Ministro Speranza: “Cura e vaccino sono vicini, dopo l’inverno vedremo la luce”

Il Ministro della Salute Roberto Speranza si mostra ottimista riguardo all’evoluzione dell’emergenza covid: stando alle sue parole, dopo l’autunno e l’inverno potremo finalmente “vedere la luce“.

Una cura e un vaccino per il Covid sono vicini“, spiega il Ministro Speranza in un’intervista rilasciata alla ‘epubblica. “Dobbiamo ancora mantenere il distanziamento, portare le mascherine, lavarci le mani, ma non è per sempre: dopo l’autunno e l’inverno vedremo la luce“.

Speranza commenta anche la ripresa della sperimentazione del vaccino AstraZeneca, mostrando un certo entusiasmo per la notizia.”Il caso anomalo riscontrato non era legato al vaccino”, spiega il Ministro. “Come Unione europea stiamo comprando un pacchetto 6+1, quello di AstraZeneca è uno dei sei ed è in fase più avanzata.

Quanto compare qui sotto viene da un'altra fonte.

use std::env;
#[cfg(test)]
use std::sync::Mutex;

pub const DEFAULT_RELAY_URL: &str = "ws://127.0.0.1:8000";
pub const DEFAULT_STUN_SERVER: &str = "stun:stun.l.google.com:19302";
pub const DEFAULT_MAX_PENDING_CANDIDATES: usize = 64;

/// Tandem configuration, read from the environment. CLI flags override it.
#[derive(Debug, Clone, PartialEq, Eq)]
pub struct Config {
    /// Base URL of the chat relay (defaults to "ws://127.0.0.1:8000")
    pub relay_url: String,
    /// STUN/TURN URLs handed to the peer connection
    pub ice_servers: Vec<String>,
    /// Cap on remote candidates buffered before a remote description exists
    pub max_pending_candidates: usize,
    /// Accept incoming offers without a local `/call`
    pub auto_answer: bool,
}

impl Config {
    /// Load configuration from environment variables
    pub fn from_env() -> Self {
        let defaults = Self::default();
        let relay_url = env::var("TANDEM_RELAY_URL")
            .ok()
            .filter(|value| !value.trim().is_empty())
            .unwrap_or(defaults.relay_url);
        // Normalize localhost to IPv4 to avoid IPv6 (::1) preference on macOS
        let relay_url = relay_url.replacen("://localhost", "://127.0.0.1", 1);

        let ice_servers = if env_truthy("TANDEM_LOCALHOST_ONLY").unwrap_or(false) {
            Vec::new()
        } else {
            match env::var("TANDEM_ICE_SERVERS") {
                Ok(list) => parse_list(&list),
                Err(_) => defaults.ice_servers,
            }
        };

        let max_pending_candidates = env::var("TANDEM_MAX_PENDING_CANDIDATES")
            .ok()
            .and_then(|v| v.trim().parse().ok())
            .filter(|cap: &usize| *cap > 0)
            .unwrap_or(defaults.max_pending_candidates);

        let auto_answer = env_truthy("TANDEM_AUTO_ANSWER").unwrap_or(defaults.auto_answer);

        Self {
            relay_url,
            ice_servers,
            max_pending_candidates,
            auto_answer,
        }
    }
}

impl Default for Config {
    fn default() -> Self {
        Self {
            relay_url: DEFAULT_RELAY_URL.to_string(),
            ice_servers: vec![DEFAULT_STUN_SERVER.to_string()],
            max_pending_candidates: DEFAULT_MAX_PENDING_CANDIDATES,
            auto_answer: true,
        }
    }
}

fn parse_list(raw: &str) -> Vec<String> {
    raw.split(',')
        .map(str::trim)
        .filter(|entry| !entry.is_empty())
        .map(str::to_string)
        .collect()
}

pub fn env_truthy(key: &str) -> Option<bool> {
    let value = env::var(key).ok()?;
    match value.trim().to_ascii_lowercase().as_str() {
        "1" | "true" | "yes" | "on" => Some(true),
        "0" | "false" | "no" | "off" => Some(false),
        _ => None,
    }
}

“Ci sono anche gli altri però”, aggiunge Speranza. “E stanno per arrivare cure innovative: a Siena il professor Rino Rappuoli sta facendo un lavoro straordinario sugli anticorpi monoclonali, da cui verranno fuori farmaci efficaci“.

In altre parole, secondo il Ministro Speranza, vi sono buone probabilità che con la fine dell’inverno arrivi anche la conclusione della terribile emergenza coronavirus, con la quale cerchiamo di convivere ormai da mesi. Il Ministro della Salute si pronuncia anche sulla questione Mes, evitando le polemiche sterili:

I soldi servono e ne servono tanti perché abbiamo un’occasione unica: fare una riforma che non sia fatta di tagli, ma che miri a riportare la sanità dove non c’è. La chiusura di ospedali e presidi nelle aree interne ha contribuito al distacco tra centro e periferia, tra città e contado.

“Io sono favorevole al Mes, ma non mi interessa da dove arrivino i soldi, non ne guardo il colore”, ha concluso Speranza. “Che vengano dal Mes, dal Recovery Fund, dal bilancio dello Stato, ma che arrivino”.